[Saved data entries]
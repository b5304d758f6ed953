//! MCP protocol types (JSON-RPC 2.0).

use serde::{Deserialize, Serialize};

pub const PROTOCOL_VERSION: &str = "2025-03-26";

pub const METHOD_INITIALIZE: &str = "initialize";
pub const METHOD_INITIALIZED: &str = "notifications/initialized";
pub const METHOD_LIST_TOOLS: &str = "tools/list";
pub const METHOD_CALL_TOOL: &str = "tools/call";

/// Request or notification. Notifications carry no id.
#[derive(Debug, Clone, Serialize, Deserialize)]
pub struct JsonRpcRequest {
    pub jsonrpc: String,
    #[serde(default, skip_serializing_if = "Option::is_none")]
    pub id: Option<i64>,
    pub method: String,
    #[serde(default, skip_serializing_if = "Option::is_none")]
    pub params: Option<serde_json::Value>,
}

impl JsonRpcRequest {
    pub fn new(id: i64, method: impl Into<String>) -> Self {
        Self {
            jsonrpc: "2.0".to_string(),
            id: Some(id),
            method: method.into(),
            params: None,
        }
    }

    pub fn notification(method: impl Into<String>) -> Self {
        Self {
            jsonrpc: "2.0".to_string(),
            id: None,
            method: method.into(),
            params: None,
        }
    }

    pub fn with_params(mut self, params: serde_json::Value) -> Self {
        self.params = Some(params);
        self
    }
}

#[derive(Debug, Clone, Serialize, Deserialize)]
pub struct JsonRpcResponse {
    pub jsonrpc: String,
    #[serde(default)]
    pub id: Option<serde_json::Value>,
    #[serde(default, skip_serializing_if = "Option::is_none")]
    pub result: Option<serde_json::Value>,
    #[serde(default, skip_serializing_if = "Option::is_none")]
    pub error: Option<JsonRpcError>,
}

impl JsonRpcResponse {
    /// Whether this response answers request `id`. Servers may echo ids as strings.
    pub fn answers(&self, id: i64) -> bool {
        match &self.id {
            Some(serde_json::Value::Number(n)) => n.as_i64() == Some(id),
            Some(serde_json::Value::String(s)) => s.parse::<i64>().ok() == Some(id),
            _ => false,
        }
    }
}

#[derive(Debug, Clone, Serialize, Deserialize)]
pub struct JsonRpcError {
    pub code: i32,
    pub message: String,
    #[serde(default, skip_serializing_if = "Option::is_none")]
    pub data: Option<serde_json::Value>,
}

/// Tool definition from `tools/list`.
#[derive(Debug, Clone, Serialize, Deserialize)]
pub struct McpToolDefinition {
    pub name: String,
    #[serde(default)]
    pub description: Option<String>,
    #[serde(rename = "inputSchema", default = "empty_object_schema")]
    pub input_schema: serde_json::Value,
}

fn empty_object_schema() -> serde_json::Value {
    serde_json::json!({"type": "object", "properties": {}})
}

#[derive(Debug, Clone, Serialize, Deserialize)]
pub struct ListToolsResult {
    #[serde(default)]
    pub tools: Vec<McpToolDefinition>,
    #[serde(rename = "nextCursor", default, skip_serializing_if = "Option::is_none")]
    pub next_cursor: Option<String>,
}

/// Result of `tools/call`.
#[derive(Debug, Clone, Serialize, Deserialize)]
pub struct CallToolResult {
    #[serde(default)]
    pub content: Vec<McpContent>,
    #[serde(rename = "isError", default)]
    pub is_error: bool,
}

#[derive(Debug, Clone, Serialize, Deserialize)]
#[serde(tag = "type", rename_all = "lowercase")]
pub enum McpContent {
    Text {
        text: String,
    },
    Image {
        #[serde(rename = "mimeType", default)]
        mime_type: Option<String>,
    },
    Resource {
        resource: serde_json::Value,
    },
    #[serde(other)]
    Unknown,
}

impl CallToolResult {
    /// Flatten the result to text. Non-text content is summarized.
    pub fn to_text(&self) -> String {
        let body = self
            .content
            .iter()
            .map(|c| match c {
                McpContent::Text { text } => text.clone(),
                McpContent::Image { mime_type } => {
                    format!("[image: {}]", mime_type.as_deref().unwrap_or("unknown"))
                }
                McpContent::Resource { resource } => resource
                    .get("text")
                    .and_then(|t| t.as_str())
                    .map(ToString::to_string)
                    .unwrap_or_else(|| resource.to_string()),
                McpContent::Unknown => "[unsupported content]".to_string(),
            })
            .collect::<Vec<_>>()
            .join("\n");

        if self.is_error {
            format!("Error: {body}")
        } else {
            body
        }
    }
}
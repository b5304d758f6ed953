//! Per-user fixed-window rate limiting for the chat endpoints.
//!
//! Each user gets `limit` requests per window. The window starts at the
//! user's first request and resets once it has fully elapsed.

use parking_lot::Mutex;
use std::collections::HashMap;
use std::time::{Duration, Instant};

/// Idle entries are swept once the table grows past this.
const SWEEP_THRESHOLD: usize = 10_000;

#[derive(Debug, Clone, Copy)]
struct Window {
    started: Instant,
    count: u32,
}

pub struct RateLimiter {
    limit: u32,
    window: Duration,
    windows: Mutex<HashMap<String, Window>>,
}

impl RateLimiter {
    pub fn new(limit: u32, window: Duration) -> Self {
        Self {
            limit,
            window,
            windows: Mutex::new(HashMap::new()),
        }
    }

    pub fn per_minute(limit: u32) -> Self {
        Self::new(limit, Duration::from_secs(60))
    }

    /// Record one request for `key`. `Err` carries the time until the window resets.
    pub fn check(&self, key: &str) -> Result<(), Duration> {
        self.check_at(key, Instant::now())
    }

    fn check_at(&self, key: &str, now: Instant) -> Result<(), Duration> {
        let mut windows = self.windows.lock();

        if windows.len() > SWEEP_THRESHOLD {
            let window = self.window;
            windows.retain(|_, w| now.duration_since(w.started) < window);
        }

        let entry = windows.entry(key.to_string()).or_insert(Window {
            started: now,
            count: 0,
        });

        let elapsed = now.duration_since(entry.started);
        if elapsed >= self.window {
            entry.started = now;
            entry.count = 0;
        }

        if entry.count >= self.limit {
            return Err(self.window.saturating_sub(elapsed));
        }
        entry.count += 1;
        Ok(())
    }

    pub fn tracked_keys(&self) -> usize {
        self.windows.lock().len()
    }
}

#[cfg(test)]
mod tests {
    use super::*;

    #[test]
    fn allows_up_to_limit_then_rejects() {
        let limiter = RateLimiter::per_minute(3);
        let now = Instant::now();
        for _ in 0..3 {
            assert!(limiter.check_at("alice", now).is_ok());
        }
        let retry_after = limiter.check_at("alice", now).unwrap_err();
        assert_eq!(retry_after, Duration::from_secs(60));
    }

    #[test]
    fn users_are_limited_independently() {
        let limiter = RateLimiter::per_minute(1);
        let now = Instant::now();
        assert!(limiter.check_at("alice", now).is_ok());
        assert!(limiter.check_at("bob", now).is_ok());
        assert!(limiter.check_at("alice", now).is_err());
        assert_eq!(limiter.tracked_keys(), 2);
    }

    #[test]
    fn window_resets_after_elapsing() {
        let limiter = RateLimiter::new(1, Duration::from_secs(10));
        let start = Instant::now();
        assert!(limiter.check_at("alice", start).is_ok());
        assert!(limiter
            .check_at("alice", start + Duration::from_secs(5))
            .is_err());
        assert!(limiter
            .check_at("alice", start + Duration::from_secs(10))
            .is_ok());
    }
}
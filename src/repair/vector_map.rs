//! Groups the vertices of bad edges by line direction.

use std::collections::BTreeSet;

use crate::float_types::{Real, decimal_scale};
use crate::geometry::Geometry;
use crate::repair::edge_map::EdgeMap;
use hashbrown::HashMap;
use nalgebra::Point3;

/// Quantized unit direction, sign-normalized so that a segment and its
/// reverse share a key.
pub type DirectionKey = (i64, i64, i64);

/// Direction key of the segment `p1 -> p2`, rounded to `precision` decimal
/// digits. The first non-zero component of the key is always positive.
/// Returns `None` for zero-length segments.
pub fn direction_key(p1: &Point3<Real>, p2: &Point3<Real>, precision: u32) -> Option<DirectionKey> {
    let direction = (p2 - p1).try_normalize(Real::EPSILON)?;
    let scale = decimal_scale(precision);
    let key = (
        (direction.x * scale).round() as i64,
        (direction.y * scale).round() as i64,
        (direction.z * scale).round() as i64,
    );

    let first_non_zero = [key.0, key.1, key.2].into_iter().find(|&c| c != 0);
    Some(match first_non_zero {
        Some(c) if c < 0 => (-key.0, -key.1, -key.2),
        _ => key,
    })
}

/// For every direction, the vertices lying on bad edges with that direction.
#[derive(Debug, Clone, Default)]
pub struct VectorMap {
    vertices_by_direction: HashMap<DirectionKey, BTreeSet<usize>>,
    precision: u32,
}

impl VectorMap {
    pub fn new(precision: u32) -> Self {
        VectorMap {
            vertices_by_direction: HashMap::new(),
            precision,
        }
    }

    /// Index the bad edges of `edge_map`.
    pub fn build(geometry: &Geometry, edge_map: &EdgeMap, precision: u32) -> Self {
        let mut vector_map = VectorMap::new(precision);
        for edge in edge_map.bad_edges() {
            vector_map.add_edge(geometry, edge.v1, edge.v2);
        }
        vector_map
    }

    pub fn add_edge(&mut self, geometry: &Geometry, v1: usize, v2: usize) {
        let Some(key) = direction_key(&geometry.vertices[v1], &geometry.vertices[v2], self.precision)
        else {
            return;
        };
        let vertices = self.vertices_by_direction.entry(key).or_default();
        vertices.insert(v1);
        vertices.insert(v2);
    }

    /// Vertices on bad edges parallel to `p1 -> p2`.
    pub fn candidates(&self, p1: &Point3<Real>, p2: &Point3<Real>) -> Option<&BTreeSet<usize>> {
        self.vertices_by_direction
            .get(&direction_key(p1, p2, self.precision)?)
    }

    /// Number of distinct directions.
    pub fn len(&self) -> usize {
        self.vertices_by_direction.len()
    }

    pub fn is_empty(&self) -> bool {
        self.vertices_by_direction.is_empty()
    }
}
//! Geometry construction errors

/// Problems detected while building a [`Geometry`](crate::geometry::Geometry)
/// from externally supplied indices.
#[derive(Debug, Clone, PartialEq, Eq, thiserror::Error)]
pub enum GeometryError {
    /// A face references a vertex that does not exist
    #[error("(IndexOutOfRange) Face index {index} is out of range (vertices.len = {len})")]
    IndexOutOfRange { index: usize, len: usize },
    /// A face has fewer than the minimal 3 vertices
    #[error("(TooFewVertices) A face needs at least 3 vertices, got {0}")]
    TooFewVertices(usize),
}
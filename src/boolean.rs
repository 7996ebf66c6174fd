//! Union, intersection and subtraction of solids via BSP clipping.

use crate::bsp::Bsp;
use crate::float_types::MIN_SOLID_FACES;
use crate::geometry::Geometry;
use crate::repair::{RepairOptions, edge_map::EdgeMap, fix_edges_with};
use crate::traits::Solid;

/// The boolean operation to apply in [`boolean`].
#[derive(Debug, Clone, Copy, PartialEq, Eq, Hash)]
pub enum BooleanOp {
    Union,
    Intersection,
    Subtraction,
}

impl Bsp {
    /// Merge the surface of `other` into this tree, dropping what each
    /// solid encloses of the other and the duplicated coplanar faces.
    fn merge(&mut self, mut other: Bsp) {
        self.clip(&other);
        other.clip(self);
        other.invert();
        other.clip(self);
        other.invert();
        self.add_polygons(other.into_polygons());
    }

    /// Return a tree representing union of the two trees.
    ///
    /// ```text
    /// let c = a.union(b);
    ///     +-------+            +-------+
    ///     |       |            |       |
    ///     |   a   |            |   c   |
    ///     |    +--+----+   =   |       +----+
    ///     +----+--+    |       +----+       |
    ///          |   b   |            |   c   |
    ///          |       |            |       |
    ///          +-------+            +-------+
    /// ```
    pub fn union(mut self, other: Bsp) -> Bsp {
        self.merge(other);
        self
    }

    /// Return a tree representing intersection of the two trees,
    /// computed as `¬(¬a ∪ ¬b)`.
    ///
    /// ```text
    /// let c = a.intersect(b);
    ///     +-------+
    ///     |       |
    ///     |   a   |
    ///     |    +--+----+   =   +--+
    ///     +----+--+    |       +--+
    ///          |   b   |
    ///          |       |
    ///          +-------+
    /// ```
    pub fn intersect(mut self, mut other: Bsp) -> Bsp {
        self.invert();
        other.invert();
        self.merge(other);
        self.invert();
        self
    }

    /// Return a tree representing difference of the two trees,
    /// computed as `¬(¬a ∪ b)`.
    ///
    /// ```text
    /// let c = a.subtract(b);
    ///     +-------+            +-------+
    ///     |       |            |       |
    ///     |   a   |            |   c   |
    ///     |    +--+----+   =   |    +--+
    ///     +----+--+    |       +----+
    ///          |   b   |
    ///          |       |
    ///          +-------+
    /// ```
    pub fn subtract(mut self, other: Bsp) -> Bsp {
        self.invert();
        self.merge(other);
        self.invert();
        self
    }

    /// Apply `op` with `other` as the second operand.
    pub fn apply(self, op: BooleanOp, other: Bsp) -> Bsp {
        match op {
            BooleanOp::Union => self.union(other),
            BooleanOp::Intersection => self.intersect(other),
            BooleanOp::Subtraction => self.subtract(other),
        }
    }
}

/// Combine two solids and return the repaired world-space result.
pub fn boolean<A, B>(op: BooleanOp, a: &A, b: &B) -> Geometry
where
    A: Solid + ?Sized,
    B: Solid + ?Sized,
{
    boolean_with(op, a, b, &RepairOptions::default()).0
}

/// Like [`boolean`], with explicit repair options, also returning the edge
/// map of the repaired result for wireframe extraction.
///
/// If either operand has fewer than [`MIN_SOLID_FACES`] faces no BSP is
/// built: the operand that represents the answer (`b` for a union with a
/// degenerate `a`, `a` otherwise) is returned in world space, unrepaired.
pub fn boolean_with<A, B>(
    op: BooleanOp,
    a: &A,
    b: &B,
    options: &RepairOptions,
) -> (Geometry, EdgeMap)
where
    A: Solid + ?Sized,
    B: Solid + ?Sized,
{
    let a_degenerate = a.geometry().faces.len() < MIN_SOLID_FACES;
    let b_degenerate = b.geometry().faces.len() < MIN_SOLID_FACES;
    if a_degenerate || b_degenerate {
        log::debug!(
            "{op:?} skipped: degenerate operand (a: {} faces, b: {} faces)",
            a.geometry().faces.len(),
            b.geometry().faces.len()
        );
        let untouched = if op == BooleanOp::Union && a_degenerate && !b_degenerate {
            world_geometry(b)
        } else {
            world_geometry(a)
        };
        let edges = EdgeMap::build(&untouched);
        return (untouched, edges);
    }

    let bsp_a = Bsp::from_solid(a);
    let bsp_b = Bsp::from_solid(b);
    let result = bsp_a.apply(op, bsp_b);
    log::debug!("{op:?} produced {} polygons", result.polygon_count());

    let mut geometry = result.to_geometry();
    let edges = fix_edges_with(&mut geometry, options);
    (geometry, edges)
}

fn world_geometry<T: Solid + ?Sized>(solid: &T) -> Geometry {
    let mut geometry = solid.geometry().clone();
    geometry.apply_matrix4(&solid.world_matrix());
    geometry
}
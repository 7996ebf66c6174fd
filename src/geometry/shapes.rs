//! Primitive solids

use crate::float_types::Real;
use crate::geometry::{Face, Geometry};
use nalgebra::{Point3, Vector3};

impl Geometry {
    /// Create an axis-aligned box spanning `(0,0,0)..(width, length, height)`
    /// with shared corner vertices and outward-facing quads.
    pub fn cuboid(width: Real, length: Real, height: Real) -> Geometry {
        // Define the eight corner vertices once
        let vertices = vec![
            Point3::new(0.0, 0.0, 0.0),        // 0: origin
            Point3::new(width, 0.0, 0.0),      // 1: +X
            Point3::new(width, length, 0.0),   // 2: +X+Y
            Point3::new(0.0, length, 0.0),     // 3: +Y
            Point3::new(0.0, 0.0, height),     // 4: +Z
            Point3::new(width, 0.0, height),   // 5: +X+Z
            Point3::new(width, length, height), // 6: +X+Y+Z
            Point3::new(0.0, length, height),  // 7: +Y+Z
        ];

        // (indices, normal), CCW seen from outside
        let face_definitions = [
            (vec![0, 3, 2, 1], -Vector3::z()), // Bottom face
            (vec![4, 5, 6, 7], Vector3::z()),  // Top face
            (vec![0, 1, 5, 4], -Vector3::y()), // Front face
            (vec![3, 7, 6, 2], Vector3::y()),  // Back face
            (vec![0, 4, 7, 3], -Vector3::x()), // Left face
            (vec![1, 2, 6, 5], Vector3::x()),  // Right face
        ];

        let faces = face_definitions
            .into_iter()
            .map(|(indices, normal)| Face { indices, normal })
            .collect();

        Geometry {
            vertices,
            faces,
            is_manifold: true,
        }
    }

    /// Cube of side `size` with one corner at the origin.
    pub fn cube(size: Real) -> Geometry {
        Self::cuboid(size, size, size)
    }
}
//! Edge adjacency index over a [`Geometry`].

use crate::float_types::Real;
use crate::geometry::{Face, Geometry};
use hashbrown::HashMap;
use hashbrown::hash_map::Entry;
use nalgebra::Point3;

/// Canonical key of the unordered edge `{a, b}`.
#[inline]
pub fn edge_key(a: usize, b: usize) -> (usize, usize) {
    if a < b { (a, b) } else { (b, a) }
}

/// An undirected edge and the (at most two) faces registered on it.
#[derive(Debug, Clone, Copy, PartialEq, Eq)]
pub struct Edge {
    pub v1: usize,
    pub v2: usize,
    pub face1: usize,
    /// `None` for a boundary (bad) edge
    pub face2: Option<usize>,
}

impl Edge {
    /// Used by a single face only.
    pub const fn is_bad(&self) -> bool {
        self.face2.is_none()
    }
}

/// Map from canonical edge key to [`Edge`], with running counters.
///
/// Registering an edge a third time leaves the record untouched and only
/// bumps [`overshared_count`](EdgeMap::overshared_count).
#[derive(Debug, Clone, Default)]
pub struct EdgeMap {
    edges: HashMap<(usize, usize), Edge>,
    edge_count: usize,
    bad_edge_count: usize,
    overshared_count: usize,
    pub(crate) split_count: usize,
    pub(crate) split_limit_reached: bool,
}

impl EdgeMap {
    pub fn new() -> Self {
        Self::default()
    }

    /// Register every edge of every face of `geometry`.
    pub fn build(geometry: &Geometry) -> Self {
        let mut edge_map = EdgeMap::new();
        for (face_index, face) in geometry.faces.iter().enumerate() {
            edge_map.add_face(face_index, face);
        }
        edge_map
    }

    pub fn add_face(&mut self, face_index: usize, face: &Face) {
        for (a, b) in face.edges() {
            self.add_edge(a, b, face_index);
        }
    }

    /// Register `face` on edge `{v1, v2}`.
    pub fn add_edge(&mut self, v1: usize, v2: usize, face: usize) {
        match self.edges.entry(edge_key(v1, v2)) {
            Entry::Vacant(entry) => {
                entry.insert(Edge {
                    v1,
                    v2,
                    face1: face,
                    face2: None,
                });
                self.edge_count += 1;
                self.bad_edge_count += 1;
            },
            Entry::Occupied(mut entry) => {
                let edge = entry.get_mut();
                if edge.face2.is_none() {
                    edge.face2 = Some(face);
                    self.bad_edge_count -= 1;
                } else {
                    log::trace!(
                        "edge ({v1}, {v2}) already shared by faces {} and {:?}, ignoring face {face}",
                        edge.face1,
                        edge.face2
                    );
                    self.overshared_count += 1;
                }
            },
        }
    }

    /// Unregister `face` from edge `{v1, v2}`; the edge disappears once no
    /// face uses it.
    pub fn remove_edge(&mut self, v1: usize, v2: usize, face: usize) {
        let Entry::Occupied(mut entry) = self.edges.entry(edge_key(v1, v2)) else {
            return;
        };
        let edge = entry.get_mut();
        if edge.face2 == Some(face) {
            edge.face2 = None;
            self.bad_edge_count += 1;
        } else if edge.face1 == face {
            if let Some(other) = edge.face2.take() {
                edge.face1 = other;
                self.bad_edge_count += 1;
            } else {
                entry.remove();
                self.edge_count -= 1;
                self.bad_edge_count -= 1;
            }
        }
    }

    pub fn get(&self, v1: usize, v2: usize) -> Option<&Edge> {
        self.edges.get(&edge_key(v1, v2))
    }

    pub fn edges(&self) -> impl Iterator<Item = &Edge> {
        self.edges.values()
    }

    pub fn bad_edges(&self) -> impl Iterator<Item = &Edge> {
        self.edges.values().filter(|edge| edge.is_bad())
    }

    pub const fn edge_count(&self) -> usize {
        self.edge_count
    }

    pub const fn bad_edge_count(&self) -> usize {
        self.bad_edge_count
    }

    /// Registrations ignored because the edge already had two faces.
    pub const fn overshared_count(&self) -> usize {
        self.overshared_count
    }

    /// Face splits performed by the repair that produced this map.
    pub const fn split_count(&self) -> usize {
        self.split_count
    }

    /// Whether that repair stopped at its split cap.
    pub const fn split_limit_reached(&self) -> bool {
        self.split_limit_reached
    }

    /// Wireframe segments for rendering: every boundary edge plus every edge
    /// whose two face normals meet at `angle_degrees` or more.
    ///
    /// Segments are ordered by their vertex indices.
    pub fn edges_geometry(
        &self,
        geometry: &Geometry,
        angle_degrees: Real,
    ) -> Vec<[Point3<Real>; 2]> {
        let threshold = angle_degrees.to_radians().cos();

        let mut selected: Vec<(&(usize, usize), &Edge)> = self
            .edges
            .iter()
            .filter(|(_, edge)| match edge.face2 {
                None => true,
                Some(face2) => {
                    let n1 = geometry.faces[edge.face1].normal;
                    let n2 = geometry.faces[face2].normal;
                    n1.dot(&n2) <= threshold
                },
            })
            .collect();
        selected.sort_unstable_by_key(|(key, _)| **key);

        selected
            .into_iter()
            .map(|(_, edge)| [geometry.vertices[edge.v1], geometry.vertices[edge.v2]])
            .collect()
    }
}

#[cfg(test)]
mod tests {
    use super::*;
    use crate::float_types::DEFAULT_EDGE_ANGLE_DEGREES;

    #[test]
    fn counters_follow_registrations() {
        let mut edge_map = EdgeMap::new();
        edge_map.add_edge(0, 1, 0);
        assert_eq!((edge_map.edge_count(), edge_map.bad_edge_count()), (1, 1));

        edge_map.add_edge(1, 0, 1);
        assert_eq!((edge_map.edge_count(), edge_map.bad_edge_count()), (1, 0));
        assert_eq!(edge_map.get(1, 0).unwrap().face2, Some(1));

        edge_map.add_edge(0, 1, 2);
        assert_eq!(edge_map.overshared_count(), 1);
        assert_eq!(edge_map.bad_edge_count(), 0);
    }

    #[test]
    fn remove_edge_reopens_then_drops() {
        let mut edge_map = EdgeMap::new();
        edge_map.add_edge(3, 7, 0);
        edge_map.add_edge(3, 7, 1);

        edge_map.remove_edge(7, 3, 0);
        let edge = edge_map.get(3, 7).unwrap();
        assert_eq!((edge.face1, edge.face2), (1, None));
        assert_eq!(edge_map.bad_edge_count(), 1);

        edge_map.remove_edge(3, 7, 1);
        assert!(edge_map.get(3, 7).is_none());
        assert_eq!((edge_map.edge_count(), edge_map.bad_edge_count()), (0, 0));
    }

    #[test]
    fn cube_wireframe_has_twelve_creases() {
        let cube = Geometry::cube(1.0);
        let edge_map = EdgeMap::build(&cube);
        assert_eq!(edge_map.edge_count(), 12);
        assert_eq!(edge_map.bad_edge_count(), 0);
        assert_eq!(
            edge_map.edges_geometry(&cube, DEFAULT_EDGE_ANGLE_DEGREES).len(),
            12
        );
    }
}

What the exercise asks
Which lines above include the word "body"? Pick them out and copy them.

Result
        let body = self
            format!("Error: {body}")
            body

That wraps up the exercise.